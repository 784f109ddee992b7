//! Block-level iteration over a BGZF stream.
//!
//! [`Blocks`] yields each decoded [`Block`] together with its file offset and framed size,
//! which is what an index builder needs. Iteration ends at the first empty block, at a
//! clean end of input, or after the first error.

use std::io::Read;
use std::iter::FusedIterator;

use crate::block::{Block, BlockDecoder};
use crate::errors::Result;

/// Iterator over the blocks of a BGZF stream.
pub struct Blocks<R> {
    inner: R,
    decoder: BlockDecoder,
    offset: u64,
    done: bool,
}

impl<R: Read> Blocks<R> {
    /// Iterates from the current position of `inner`, treating it as file offset 0.
    pub fn new(inner: R) -> Self {
        Self::with_offset(inner, 0)
    }

    /// Iterates from the current position of `inner`, which sits at file offset `offset`.
    pub fn with_offset(inner: R, offset: u64) -> Self {
        Self { inner, decoder: BlockDecoder::new(), offset, done: false }
    }

    /// File offset of the next block to be read.
    #[must_use]
    pub fn offset(&self) -> u64 {
        self.offset
    }

    /// Consumes the iterator, returning the underlying reader.
    pub fn into_inner(self) -> R {
        self.inner
    }
}

impl<R: Read> Iterator for Blocks<R> {
    type Item = Result<Block>;

    fn next(&mut self) -> Option<Self::Item> {
        if self.done {
            return None;
        }
        match self.decoder.read_block(&mut self.inner, self.offset) {
            Ok(Some(block)) => {
                self.offset = block.end_offset();
                if block.is_terminator() {
                    self.done = true;
                }
                Some(Ok(block))
            }
            Ok(None) => {
                self.done = true;
                None
            }
            Err(e) => {
                self.done = true;
                Some(Err(e))
            }
        }
    }
}

impl<R: Read> FusedIterator for Blocks<R> {}
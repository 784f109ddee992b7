//! Integration tests for the decompress command.

use std::fs;

use blockgz_lib::bgzf_io::create_writer;
use blockgz_lib::WriterOptions;
use tempfile::TempDir;

use crate::helpers::{arg, compress, run_blockgz, text_payload};

#[test]
fn test_decompress_to_file() {
    let temp_dir = TempDir::new().unwrap();
    let input = temp_dir.path().join("reads.gz");
    let output = temp_dir.path().join("reads.sam");
    let payload = text_payload(3_000);
    fs::write(&input, compress(&payload, WriterOptions::default())).unwrap();

    let result = run_blockgz(&["decompress", "-i", arg(&input), "-o", arg(&output)]);
    assert!(result.status.success(), "stderr: {}", String::from_utf8_lossy(&result.stderr));
    assert_eq!(fs::read(&output).unwrap(), payload);
}

#[test]
fn test_decompress_from_virtual_offset_with_length() {
    let temp_dir = TempDir::new().unwrap();
    let input = temp_dir.path().join("indexed.gz");

    let options = WriterOptions { block_size: 1000, ..WriterOptions::default() };
    let mut writer = create_writer(&input, options).unwrap();
    writer.write_bytes(&text_payload(100)).unwrap();
    let offset = writer.virtual_offset().unwrap();
    writer.write_bytes(b"TARGET RECORD\n").unwrap();
    writer.write_bytes(&text_payload(100)).unwrap();
    writer.finish().unwrap();
    assert!(offset.block_start() > 0);

    let raw = offset.get().to_string();
    let result = run_blockgz(&[
        "decompress",
        "-i",
        arg(&input),
        "--virtual-offset",
        &raw,
        "--length",
        "13",
    ]);
    assert!(result.status.success(), "stderr: {}", String::from_utf8_lossy(&result.stderr));
    assert_eq!(result.stdout, b"TARGET RECORD");
}

#[test]
fn test_decompress_length_past_end_fails() {
    let temp_dir = TempDir::new().unwrap();
    let input = temp_dir.path().join("short.gz");
    fs::write(&input, compress(b"short", WriterOptions::default())).unwrap();

    let result = run_blockgz(&["decompress", "-i", arg(&input), "--length", "100"]);
    assert!(!result.status.success());
    assert!(String::from_utf8_lossy(&result.stderr).contains("ended after 5 of the 100"));
}

#[test]
fn test_decompress_virtual_offset_needs_file() {
    let result = run_blockgz(&["decompress", "--virtual-offset", "0"]);
    assert!(!result.status.success());
}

##############################

▶ _The problem_
Among the lines of the preceding data, which ones hold the word "unwrap"? List them.

▶ _Output_
    let temp_dir = TempDir::new().unwrap();
    fs::write(&input, compress(&payload, WriterOptions::default())).unwrap();
    assert_eq!(fs::read(&output).unwrap(), payload);
    let temp_dir = TempDir::new().unwrap();
    let mut writer = create_writer(&input, options).unwrap();
    writer.write_bytes(&text_payload(100)).unwrap();
    let offset = writer.virtual_offset().unwrap();
    writer.write_bytes(b"TARGET RECORD\n").unwrap();
    writer.write_bytes(&text_payload(100)).unwrap();
    writer.finish().unwrap();
    let temp_dir = TempDir::new().unwrap();
    fs::write(&input, compress(b"short", WriterOptions::default())).unwrap();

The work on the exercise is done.